The Associated Press, Tuesday, Oct. 14, 1997

Grand jury to hear case of inmate who died after tranquilizer used

PORTLAND, Ore. (AP) - A Multnomah County grand jury will consider whether charges should be brought in the death of an inmate while he was strapped to a backboard after he had been injected with a tranquilizer.

Nine Justice Center jail employees, including two nurses, were placed on administrative leave after Reginald B. Gafford, 29, died about 12:30 a.m. Saturday.

On Monday, Sheriff Dan Noelle cleared them to return to duty as soon as they feel ready.

A prosecutor said there was only a slight chance any of the employees would be indicted.

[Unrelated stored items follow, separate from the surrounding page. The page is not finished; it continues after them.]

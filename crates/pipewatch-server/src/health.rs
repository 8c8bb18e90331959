//! `/health` endpoint.

use serde::Serialize;
use std::time::Instant;

/// Health check response body.
#[derive(Debug, Clone, Serialize)]
pub struct HealthResponse {
    /// `"ok"` whenever the process is serving HTTP.
    pub status: String,
    /// Seconds since the server was built.
    pub uptime_secs: u64,
    /// Registered dashboard connections.
    pub connections: usize,
}

/// Build a health response.
pub fn health_check(start_time: Instant, connections: usize) -> HealthResponse {
    HealthResponse {
        status: "ok".into(),
        uptime_secs: start_time.elapsed().as_secs(),
        connections,
    }
}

Noelle said his employees followed appropriate guidelines in restraining Gafford. "What has us really scratching our heads is why this guy died," Noelle said.

Dr. Ed Wilson, a deputy state medical examiner, said it might be three to four weeks before out-of-state toxicology reports are completed. The tests could help determine whether Gafford's system contained drugs that could have, given enough additional stress, predisposed him to other medical problems, he said.

Gafford was booked into the jail about 5 p.m. Friday. He had turned himself in about an hour to security guards at the Greyhound Bus station in downtown Portland, where witnesses told police he had been acting bizarre.

He was arrested after a records check showed two outstanding felony warrants, one from California and one from Nevada. Both were drug-related.

Five deputies, supervised by two sergeants, responded when Gafford became agitated and then angry as he was being moved from an isolation cell to another cell in the jail's basement-level intake area, Noelle said.

Justice Center nurses, alarmed by Gafford's behavior, asked Dr. Karen Marks for authorization to administer Ativan, a tranquilizer, said sheriff's spokeswoman Barbara Simon.

The jail has used Ativan about twice a month since August without incident, Simon said.

After one nurse gave him the tranquilizer, deputies converged on Gafford to strap and cuff him to a fiberglass backboard.

The backboards, similar to those paramedics use to immobilize accident victims, employ hand and leg cuffs, along with four heavy-duty nylon straps. They disable virtually all movement, jail Sgt. Elliot Sakamoto said.

It took deputies less than 5 minutes to secure Gafford, Noelle said. By that time, they noticed he had stopped breathing.

Paramedics were summoned immediately.

"The autopsy showed he had scuffs, abrasions and bruising, injuries that should not have caused even serious injury," Noelle said. "The guy shouldn't have died."